━━━━━ INPUT RECORDS ━━━━━

//! Policy and grouping rules.

use serde::{Deserialize, Serialize};

/// Object value of a domain-level rule, and of a request that names no object.
pub const OBJECT_NONE: &str = "-";

/// Object value that matches every object within the rule's domain.
pub const OBJECT_ANY: &str = "*";

/// Normalizes an optional request object to its stored form.
///
/// `None`, `""` and the literal [`OBJECT_NONE`] all name no object, so a
/// request for object `-` is a domain-level request.
pub fn normalize_object(object: Option<&str>) -> &str {
    match object {
        Some(o) if !o.is_empty() => o,
        _ => OBJECT_NONE,
    }
}

/// Grants `subject` the right to perform `action` on `object` in `domain`.
#[derive(Debug, Clone, PartialEq, Eq, Hash, PartialOrd, Ord, Serialize, Deserialize)]
pub struct PolicyRule {
    /// User id, group, or service subject the rule applies to.
    pub subject: String,
    /// Service or area the rule is scoped to.
    pub domain: String,
    /// Object id, [`OBJECT_ANY`], or [`OBJECT_NONE`].
    pub object: String,
    /// Action name.
    pub action: String,
}

impl PolicyRule {
    /// Builds a rule; a missing or empty object becomes [`OBJECT_NONE`].
    pub fn new(
        subject: impl Into<String>,
        domain: impl Into<String>,
        object: Option<&str>,
        action: impl Into<String>,
    ) -> Self {
        Self {
            subject: subject.into(),
            domain: domain.into(),
            object: normalize_object(object).to_string(),
            action: action.into(),
        }
    }

    /// Returns whether this rule's object covers the (normalized) requested object.
    pub fn covers_object(&self, requested: &str) -> bool {
        self.object == requested || self.object == OBJECT_ANY
    }

    /// The rule as stored fields: subject, domain, object, action.
    pub fn fields(&self) -> [&str; 4] {
        [&self.subject, &self.domain, &self.object, &self.action]
    }
}

/// Makes `member` a member of `group`.
#[derive(Debug, Clone, PartialEq, Eq, Hash, PartialOrd, Ord, Serialize, Deserialize)]
pub struct GroupingRule {
    /// Subject or group joining the group.
    pub member: String,
    /// Group being joined.
    pub group: String,
}

impl GroupingRule {
    /// Builds a grouping rule.
    pub fn new(member: impl Into<String>, group: impl Into<String>) -> Self {
        Self {
            member: member.into(),
            group: group.into(),
        }
    }
}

━━━━━

Your reply should consist of all the records, set down exactly.

◆ ANSWER SPACE ◆
//! Policy and grouping rules.

use serde::{Deserialize, Serialize};

/// Object value of a domain-level rule, and of a request that names no object.
pub const OBJECT_NONE: &str = "-";

/// Object value that matches every object within the rule's domain.
pub const OBJECT_ANY: &str = "*";

/// Normalizes an optional request object to its stored form.
///
/// `None`, `""` and the literal [`OBJECT_NONE`] all name no object, so a
/// request for object `-` is a domain-level request.
pub fn normalize_object(object: Option<&str>) -> &str {
    match object {
        Some(o) if !o.is_empty() => o,
        _ => OBJECT_NONE,
    }
}

/// Grants `subject` the right to perform `action` on `object` in `domain`.
#[derive(Debug, Clone, PartialEq, Eq, Hash, PartialOrd, Ord, Serialize, Deserialize)]
pub struct PolicyRule {
    /// User id, group, or service subject the rule applies to.
    pub subject: String,
    /// Service or area the rule is scoped to.
    pub domain: String,
    /// Object id, [`OBJECT_ANY`], or [`OBJECT_NONE`].
    pub object: String,
    /// Action name.
    pub action: String,
}

impl PolicyRule {
    /// Builds a rule; a missing or empty object becomes [`OBJECT_NONE`].
    pub fn new(
        subject: impl Into<String>,
        domain: impl Into<String>,
        object: Option<&str>,
        action: impl Into<String>,
    ) -> Self {
        Self {
            subject: subject.into(),
            domain: domain.into(),
            object: normalize_object(object).to_string(),
            action: action.into(),
        }
    }

    /// Returns whether this rule's object covers the (normalized) requested object.
    pub fn covers_object(&self, requested: &str) -> bool {
        self.object == requested || self.object == OBJECT_ANY
    }

    /// The rule as stored fields: subject, domain, object, action.
    pub fn fields(&self) -> [&str; 4] {
        [&self.subject, &self.domain, &self.object, &self.action]
    }
}

/// Makes `member` a member of `group`.
#[derive(Debug, Clone, PartialEq, Eq, Hash, PartialOrd, Ord, Serialize, Deserialize)]
pub struct GroupingRule {
    /// Subject or group joining the group.
    pub member: String,
    /// Group being joined.
    pub group: String,
}

impl GroupingRule {
    /// Builds a grouping rule.
    pub fn new(member: impl Into<String>, group: impl Into<String>) -> Self {
        Self {
            member: member.into(),
            group: group.into(),
        }
    }
}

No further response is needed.